Heart rate variability and stress: Heart rate variability (HRV) can be considered as an indicator of stress. Stress produces changes in HRV rates and although heart rates are highly affected by movement while HRV is less so (6). In this context, low HRV indicates high stress, or a “fight or flight” response, while high HRV indicates low stress and a “rest and digest” response (6). Our research suggests that bears are more stressed (lower HRV) when they are near human settlements, especially during the fall berry season when more people tend to be in the forests harvesting berries and hunting (6).

 

The physiology of hibernation

 

Northern mammals show a host of behavioral, ecological, and physiological strategies for survival in harsh climates.
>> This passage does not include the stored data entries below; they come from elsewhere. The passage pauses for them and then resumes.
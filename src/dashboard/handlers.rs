//! Dashboard HTTP handlers and view rendering.
//!
//! This module contains:
//! - The handler for the full dashboard page
//! - The handler for the dashboard content, which htmx reloads whenever a
//!   response carries the `transactions-changed` trigger
//! - The HTML view functions for both

use std::sync::{Arc, Mutex};

use axum::{
    Extension,
    extract::{FromRef, State},
    response::{IntoResponse, Response},
};
use maud::{Markup, html};
use rusqlite::Connection;
use time::UtcOffset;

use crate::{
    AppState, Email, Error, UserID,
    dashboard::{
        cards::summary_cards_view,
        charts::{DashboardChart, ECHARTS_SRC, chart_view, trend_chart},
        forms::{ai_input_form, manual_transaction_form},
    },
    endpoints,
    html::{HeadElement, LINK_STYLE, base},
    timezone::local_offset_or_error,
    transaction::{
        TRANSACTIONS_CHANGED_EVENT, Transaction, list_transactions, summarize,
        transaction_list_view,
    },
};

/// The state needed for displaying the dashboard.
#[derive(Debug, Clone)]
pub struct DashboardState {
    /// The database connection for reading transactions.
    pub db_connection: Arc<Mutex<Connection>>,
    /// The local timezone as a canonical timezone name, e.g. "Asia/Shanghai".
    pub local_timezone: String,
}

impl FromRef<AppState> for DashboardState {
    fn from_ref(state: &AppState) -> Self {
        Self {
            db_connection: state.db_connection.clone(),
            local_timezone: state.local_timezone.clone(),
        }
    }
}

/// Display the page with the logged in user's totals, trend chart,
/// transaction list and the forms for adding transactions.
pub async fn get_dashboard_page(
    State(state): State<DashboardState>,
    Extension(user_id): Extension<UserID>,
    Extension(email): Extension<Email>,
) -> Result<Response, Error> {
    let local_offset = local_offset_or_error(&state.local_timezone)?;
    let transactions = get_transactions(user_id, &state.db_connection)?;

    Ok(dashboard_view(&email, &transactions, local_offset).into_response())
}

/// Render only the dashboard content (cards, chart and list) for htmx.
pub async fn get_dashboard_content(
    State(state): State<DashboardState>,
    Extension(user_id): Extension<UserID>,
) -> Response {
    let local_offset = match local_offset_or_error(&state.local_timezone) {
        Ok(local_offset) => local_offset,
        Err(error) => return error.into_alert_response(),
    };

    match get_transactions(user_id, &state.db_connection) {
        Ok(transactions) => dashboard_content(&transactions, local_offset).into_response(),
        Err(error) => error.into_alert_response(),
    }
}

fn get_transactions(
    user_id: UserID,
    db_connection: &Mutex<Connection>,
) -> Result<Vec<Transaction>, Error> {
    let connection = db_connection
        .lock()
        .inspect_err(|error| tracing::error!("could not acquire database lock: {error}"))
        .map_err(|_| Error::DatabaseLockError)?;

    list_transactions(user_id, &connection)
        .inspect_err(|error| tracing::error!("could not get transactions: {error}"))
}

fn dashboard_content(transactions: &[Transaction], local_offset: UtcOffset) -> Markup {
    let summary = summarize(transactions);
    let chart = (!summary.recent_trend.is_empty()).then(|| DashboardChart {
        id: "trend-chart",
        options: trend_chart(&summary.recent_trend).to_string(),
    });

    html!(
        (summary_cards_view(&summary))

        @if let Some(chart) = &chart {
            (chart_view(chart))
        }

        (transaction_list_view(transactions, local_offset))
    )
}

fn dashboard_view(email: &Email, transactions: &[Transaction], local_offset: UtcOffset) -> Markup {
    let content = html!(
        header
            class="flex justify-between items-center px-6 py-4 mx-auto max-w-screen-lg
                text-gray-900 dark:text-white"
        {
            h1 class="text-2xl font-bold" { "CashFlow AI" }

            div class="flex items-center gap-3 text-sm"
            {
                span class="font-medium max-w-[200px] truncate" data-user-email { (email) }
                a href=(endpoints::LOG_OUT) class=(LINK_STYLE) { "Log out" }
            }
        }

        main
            class="flex flex-col items-center px-6 pb-8 mx-auto max-w-screen-lg
                text-gray-900 dark:text-white"
        {
            (ai_input_form())
            (manual_transaction_form())

            div
                id="dashboard-content"
                class="w-full"
                hx-get=(endpoints::DASHBOARD_API)
                hx-trigger={ (TRANSACTIONS_CHANGED_EVENT) " from:body" }
                hx-target-error="#alert-container"
            {
                (dashboard_content(transactions, local_offset))
            }
        }
    );

    let scripts = [HeadElement::ScriptLink(ECHARTS_SRC.to_owned())];

    base("Dashboard", &scripts, &content)
}
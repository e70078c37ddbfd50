//! Defines the token struct stored in the auth cookie and how to serialize/deserialize it.

use serde::{Deserialize, Serialize};
use time::OffsetDateTime;

use crate::{Email, UserID};

mod datetime_format {
    //! Specifies how to serialize a [time::OffsetDateTime] in a custom format that
    //! avoids serialisations with datetimes containing midnight.
    //!
    //! The default serializer for [time::OffsetDateTime] will serialize
    //! "00:00:00.000000" as "0:00:00.0" and the deserializer would error out
    //! because it expects the hours to be two digits, not one.
    use serde::{Deserialize, Deserializer, Serializer};
    use time::{
        OffsetDateTime, format_description::BorrowedFormatItem, macros::format_description,
    };

    /// Date time format for the cookie expiry, e.g. "2021-01-01 00:00:00.000000 +00:00:00".
    const DATE_TIME_FORMAT: &[BorrowedFormatItem] = format_description!(
        "[year]-[month]-[day] [hour]:[minute]:[second].[subsecond] [offset_hour \
             sign:mandatory]:[offset_minute]:[offset_second]"
    );

    pub fn serialize<S>(dt: &OffsetDateTime, serializer: S) -> Result<S::Ok, S::Error>
    where
        S: Serializer,
    {
        let formatted = dt
            .format(DATE_TIME_FORMAT)
            .map_err(serde::ser::Error::custom)?;
        serializer.serialize_str(&formatted)
    }

    pub fn deserialize<'de, D>(deserializer: D) -> Result<OffsetDateTime, D::Error>
    where
        D: Deserializer<'de>,
    {
        let s = String::deserialize(deserializer)?;
        OffsetDateTime::parse(&s, DATE_TIME_FORMAT).map_err(serde::de::Error::custom)
    }
}

/// A token for authorization and authentication.
///
/// Carries who the user is so that handlers never need to look the user up
/// just to show their email.
#[derive(Serialize, Deserialize, Debug, Clone, PartialEq)]
pub struct Token {
    pub user_id: UserID,

    pub email: Email,

    #[serde(
        serialize_with = "datetime_format::serialize",
        deserialize_with = "datetime_format::deserialize"
    )]
    pub expires_at: OffsetDateTime,
}
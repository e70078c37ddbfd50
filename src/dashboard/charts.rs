//! The trend chart: a bar per recent transaction, green for income and red
//! for spending.
//!
//! The chart is generated as JSON configuration for the ECharts library and
//! rendered with its HTML container and an inline initialization script, so
//! it also works when the dashboard content is swapped in by htmx.

use charming::{
    Chart,
    component::{Axis, Grid, Title, VisualMap, VisualMapPiece},
    element::{AxisLabel, AxisPointer, AxisPointerType, AxisType, JsFunction, Tooltip, Trigger},
    series::Bar,
};
use maud::{Markup, PreEscaped, html};

use crate::transaction::TrendPoint;

/// The CDN build of ECharts, loaded once by the dashboard page.
pub(super) const ECHARTS_SRC: &str =
    "https://cdn.jsdelivr.net/npm/echarts@6.0.0/dist/echarts.min.js";

/// A dashboard chart with its HTML container ID and ECharts configuration.
pub(super) struct DashboardChart {
    /// The HTML element ID to use for the chart (kebab-case)
    pub id: &'static str,
    /// The ECharts configuration as a JSON string
    pub options: String,
}

/// Renders the chart container followed by the script that draws into it.
pub(super) fn chart_view(chart: &DashboardChart) -> Markup {
    html!(
        section
            id="charts"
            class="w-full mx-auto mb-4"
        {
            div
                id=(chart.id)
                class="min-h-[320px] rounded bg-white dark:bg-gray-100"
            {}

            script { (chart_script(chart)) }
        }
    )
}

fn chart_script(chart: &DashboardChart) -> PreEscaped<String> {
    PreEscaped(format!(
        r#"(function() {{
            const chartDom = document.getElementById("{}");
            const chart = echarts.init(chartDom);
            const option = {};
            chart.setOption(option);

            window.addEventListener('resize', () => chart.resize());

            const darkModeMediaQuery = window.matchMedia('(prefers-color-scheme: dark)');
            const updateTheme = () => {{
                chart.setTheme(darkModeMediaQuery.matches ? 'dark' : 'default');
            }};
            darkModeMediaQuery.addEventListener('change', updateTheme);
            updateTheme();
        }})();"#,
        chart.id, chart.options
    ))
}

/// Bar chart of the most recent transactions, oldest on the left.
pub(super) fn trend_chart(trend: &[TrendPoint]) -> Chart {
    let labels: Vec<String> = trend
        .iter()
        .map(|point| point.short_label.clone())
        .collect();
    let values: Vec<f64> = trend.iter().map(|point| point.amount).collect();
    let subtext = match trend.len() {
        1 => "Last transaction".to_owned(),
        count => format!("Last {count} transactions"),
    };

    Chart::new()
        .title(
            Title::new()
                .text("Recent trend")
                .subtext(subtext),
        )
        .tooltip(currency_tooltip())
        .grid(
            Grid::new()
                .left("3%")
                .right("4%")
                .bottom("3%")
                .contain_label(true),
        )
        .x_axis(Axis::new().type_(AxisType::Category).data(labels))
        .y_axis(
            Axis::new()
                .type_(AxisType::Value)
                .axis_label(AxisLabel::new().formatter(currency_formatter())),
        )
        .visual_map(VisualMap::new().show(false).pieces(vec![
            VisualMapPiece::new().lt(0).color("#dc2626"),
            VisualMapPiece::new().gte(0).color("#16a34a"),
        ]))
        .series(Bar::new().name("Amount").data(values))
}

#[inline]
fn currency_formatter() -> JsFunction {
    JsFunction::new_with_args(
        "number",
        "const currencyFormatter = new Intl.NumberFormat('zh-CN', {
              style: 'currency',
              currency: 'CNY'
            });
            return (number) ? currencyFormatter.format(number) : \"-\";",
    )
}

/// Creates a tooltip configuration for currency values
fn currency_tooltip() -> Tooltip {
    Tooltip::new()
        .trigger(Trigger::Axis)
        .value_formatter(currency_formatter())
        .axis_pointer(AxisPointer::new().type_(AxisPointerType::Shadow))
}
Bears are unique in that they hibernate six months of the year without eating, drinking, urinating, or defecating, and the females give birth in their dens. For more information on denning patterns see Denning ecology. Although there are numerous previous studies on the physiology and ecology of hibernation in bears, many gaps in our knowledge remain. Also, most physiological studies have been conducted in laboratory conditions, independently from the bear’s natural ecology. Captures during the winter hibernation period and the deployment of biologging devices have allowed for addressing fundamental questions about the basic biology of the bear’s annual cycle, including hibernation. For information on how capture procedures, including the implantation of biologgers, affects brown bears see Effects of capture on Scandinavian brown bears.

 

Activity, heart rate and body temperatures begin to drop slowly several weeks before bears entre their den (2). Denning appears to be tightly coupled with metabolic suppression and slowing down in biological rhythms (2). During arousal, body temperature begins to rise almost two months before den exit (2). An initial spike in body temperature is driven by ambient temperature, independently of autonomic nervous system activity which only became active three weeks before den exit (7). The difference between body temperature and ambient temperature decreased gradually. Although the sympathetic nervous system began to restore euthermic metabolism three weeks before den exit, it was not until ambient temperature reached the bear’s lower critical temperature that bears exited the den (7).

 

Body temperature: During the core hibernation period, bear body temperatures remain low, averaging 33.6 °C (ranging between 30.2-37.3 °C) (3). Furthermore, the body temperature of hibernating bears is consistently lower with sequentially smaller bears (3). Interestingly, observed lowered levels of leukocytes during hibernation were, when compared across species, explained by the decline in body temperature during hibernation, suggesting that body temperature is the main driver of immune function regulation during hibernation (3). Furthermore, pregnant females have higher body temperatures during pregnancy, which then drops back down after they have given birth in the den (8).

 

Heart rate: Heart rates also remain lower during the main hibernation period, averaging 16 bpm (ranging between 7-70 bmp (3)). Unlike their active period, however, heart rates during hibernation are not associated with bear body mass (3).

 

Hematological and biochemical parameters: In blood samples taken during winter, analyzed together with similar sized bears in spring and summer, we found significant shifts in hematological and biochemical measurement in winter (February-March) compared to in spring and summer (April-July) (9). This reflects the lowered metabolic, kidney, and liver activity and a shift to a lipid-based (fat-based) metabolism during hibernation (9). As a previous study has shown that metabolic rate and oxygen consumption are independent from lowered body temperature, we investigated changes in oxygen binding affinity of red blood cells from hibernating bears, which consistently showed higher oxygen affinity than their summer counterparts. This likely maintains a relatively constant tissue oxygen tension during hibernation.